What this task involves: The entries below are to be written out again without alteration.

Record extracts:
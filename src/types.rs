use std::fmt;

/// Location reported by the engine for a capture group that did not take part
/// in a match.
pub const NOT_FOUND: usize = usize::MAX;

/// A range measured in UTF-16 code units, as reported by the engine.
#[derive(Clone, Copy, Debug, PartialEq, Eq, Hash)]
pub struct CodeUnitRange {
    pub location: usize,
    pub length: usize,
}

impl CodeUnitRange {
    pub const fn new(location: usize, length: usize) -> Self {
        Self { location, length }
    }

    pub const fn not_found() -> Self {
        Self {
            location: NOT_FOUND,
            length: 0,
        }
    }

    pub const fn is_not_found(&self) -> bool {
        self.location == NOT_FOUND
    }

    pub const fn is_empty(&self) -> bool {
        self.length == 0
    }

    /// One past the last code unit of the range.
    ///
    /// Panics if the range is the not-found sentinel or overflows.
    pub fn end(&self) -> usize {
        match self.location.checked_add(self.length) {
            Some(end) if !self.is_not_found() => end,
            _ => panic!("code unit range {self} has no end"),
        }
    }
}

impl fmt::Display for CodeUnitRange {
    fn fmt(&self, f: &mut fmt::Formatter<'_>) -> fmt::Result {
        if self.is_not_found() {
            write!(f, "{{not found}}")
        } else {
            write!(f, "{{{}, {}}}", self.location, self.length)
        }
    }
}

/// UTF-16 view over a UTF-8 string.
///
/// `offsets[u]` is the byte offset at which code unit `u` starts, with one
/// extra entry for the end of the string. The trailing half of a surrogate
/// pair repeats the byte offset of its leading half, which keeps the table
/// sorted and marks that unit as not being a character boundary. ASCII text
/// needs no table since both coordinate systems coincide.
#[derive(Clone, Debug, PartialEq, Eq)]
pub struct CodeUnits {
    len: usize,
    offsets: Option<Vec<usize>>,
}

impl CodeUnits {
    pub fn new(s: &str) -> Self {
        if s.is_ascii() {
            return Self {
                len: s.len(),
                offsets: None,
            };
        }
        let mut offsets = Vec::with_capacity(s.len() + 1);
        for (byte, c) in s.char_indices() {
            offsets.push(byte);
            if c.len_utf16() == 2 {
                offsets.push(byte);
            }
        }
        offsets.push(s.len());
        Self {
            len: offsets.len() - 1,
            offsets: Some(offsets),
        }
    }

    pub fn len(&self) -> usize {
        self.len
    }

    pub fn is_empty(&self) -> bool {
        self.len == 0
    }

    pub fn entire_range(&self) -> CodeUnitRange {
        CodeUnitRange::new(0, self.len)
    }

    /// Byte offset of code unit `unit`, or `None` if `unit` is past the end
    /// or lands between the two halves of a surrogate pair.
    pub fn byte_offset(&self, unit: usize) -> Option<usize> {
        match &self.offsets {
            None => (unit <= self.len).then_some(unit),
            Some(offsets) => {
                let byte = *offsets.get(unit)?;
                if unit > 0 && offsets[unit - 1] == byte {
                    return None;
                }
                Some(byte)
            }
        }
    }

    /// Code unit offset of `byte`, or `None` if `byte` is not a character
    /// boundary of the string this view was built from.
    pub fn unit_offset(&self, byte: usize) -> Option<usize> {
        match &self.offsets {
            None => (byte <= self.len).then_some(byte),
            Some(offsets) => {
                let unit = offsets.partition_point(|&b| b < byte);
                (offsets.get(unit) == Some(&byte)).then_some(unit)
            }
        }
    }

    /// The first character boundary strictly after `unit`, if any.
    pub fn next_boundary(&self, unit: usize) -> Option<usize> {
        if unit >= self.len {
            return None;
        }
        let next = unit + 1;
        if self.byte_offset(next).is_some() {
            Some(next)
        } else {
            Some(next + 1)
        }
    }

    /// The range from `unit` to the end of the string.
    pub fn suffix_from(&self, unit: usize) -> CodeUnitRange {
        CodeUnitRange::new(unit, self.len.saturating_sub(unit))
    }
}

/// A subject string together with its code unit view. Built once per search
/// and shared by every match found in it.
#[derive(Debug)]
pub struct Subject {
    text: Box<str>,
    units: CodeUnits,
}

impl Subject {
    pub fn new(text: &str) -> Self {
        Self {
            units: CodeUnits::new(text),
            text: text.into(),
        }
    }

    pub fn as_str(&self) -> &str {
        &self.text
    }

    pub fn units(&self) -> &CodeUnits {
        &self.units
    }
}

Solution for this problem:
filename src/types.rs
use std::fmt;

/// Location reported by the engine for a capture group that did not take part
/// in a match.
pub const NOT_FOUND: usize = usize::MAX;

/// A range measured in UTF-16 code units, as reported by the engine.
#[derive(Clone, Copy, Debug, PartialEq, Eq, Hash)]
pub struct CodeUnitRange {
    pub location: usize,
    pub length: usize,
}

impl CodeUnitRange {
    pub const fn new(location: usize, length: usize) -> Self {
        Self { location, length }
    }

    pub const fn not_found() -> Self {
        Self {
            location: NOT_FOUND,
            length: 0,
        }
    }

    pub const fn is_not_found(&self) -> bool {
        self.location == NOT_FOUND
    }

    pub const fn is_empty(&self) -> bool {
        self.length == 0
    }

    /// One past the last code unit of the range.
    ///
    /// Panics if the range is the not-found sentinel or overflows.
    pub fn end(&self) -> usize {
        match self.location.checked_add(self.length) {
            Some(end) if !self.is_not_found() => end,
            _ => panic!("code unit range {self} has no end"),
        }
    }
}

impl fmt::Display for CodeUnitRange {
    fn fmt(&self, f: &mut fmt::Formatter<'_>) -> fmt::Result {
        if self.is_not_found() {
            write!(f, "{{not found}}")
        } else {
            write!(f, "{{{}, {}}}", self.location, self.length)
        }
    }
}

/// UTF-16 view over a UTF-8 string.
///
/// `offsets[u]` is the byte offset at which code unit `u` starts, with one
/// extra entry for the end of the string. The trailing half of a surrogate
/// pair repeats the byte offset of its leading half, which keeps the table
/// sorted and marks that unit as not being a character boundary. ASCII text
/// needs no table since both coordinate systems coincide.
#[derive(Clone, Debug, PartialEq, Eq)]
pub struct CodeUnits {
    len: usize,
    offsets: Option<Vec<usize>>,
}

impl CodeUnits {
    pub fn new(s: &str) -> Self {
        if s.is_ascii() {
            return Self {
                len: s.len(),
                offsets: None,
            };
        }
        let mut offsets = Vec::with_capacity(s.len() + 1);
        for (byte, c) in s.char_indices() {
            offsets.push(byte);
            if c.len_utf16() == 2 {
                offsets.push(byte);
            }
        }
        offsets.push(s.len());
        Self {
            len: offsets.len() - 1,
            offsets: Some(offsets),
        }
    }

    pub fn len(&self) -> usize {
        self.len
    }

    pub fn is_empty(&self) -> bool {
        self.len == 0
    }

    pub fn entire_range(&self) -> CodeUnitRange {
        CodeUnitRange::new(0, self.len)
    }

    /// Byte offset of code unit `unit`, or `None` if `unit` is past the end
    /// or lands between the two halves of a surrogate pair.
    pub fn byte_offset(&self, unit: usize) -> Option<usize> {
        match &self.offsets {
            None => (unit <= self.len).then_some(unit),
            Some(offsets) => {
                let byte = *offsets.get(unit)?;
                if unit > 0 && offsets[unit - 1] == byte {
                    return None;
                }
                Some(byte)
            }
        }
    }

    /// Code unit offset of `byte`, or `None` if `byte` is not a character
    /// boundary of the string this view was built from.
    pub fn unit_offset(&self, byte: usize) -> Option<usize> {
        match &self.offsets {
            None => (byte <= self.len).then_some(byte),
            Some(offsets) => {
                let unit = offsets.partition_point(|&b| b < byte);
                (offsets.get(unit) == Some(&byte)).then_some(unit)
            }
        }
    }

    /// The first character boundary strictly after `unit`, if any.
    pub fn next_boundary(&self, unit: usize) -> Option<usize> {
        if unit >= self.len {
            return None;
        }
        let next = unit + 1;
        if self.byte_offset(next).is_some() {
            Some(next)
        } else {
            Some(next + 1)
        }
    }

    /// The range from `unit` to the end of the string.
    pub fn suffix_from(&self, unit: usize) -> CodeUnitRange {
        CodeUnitRange::new(unit, self.len.saturating_sub(unit))
    }
}

/// A subject string together with its code unit view. Built once per search
/// and shared by every match found in it.
#[derive(Debug)]
pub struct Subject {
    text: Box<str>,
    units: CodeUnits,
}

impl Subject {
    pub fn new(text: &str) -> Self {
        Self {
            units: CodeUnits::new(text),
            text: text.into(),
        }
    }

    pub fn as_str(&self) -> &str {
        &self.text
    }

    pub fn units(&self) -> &CodeUnits {
        &self.units
    }
}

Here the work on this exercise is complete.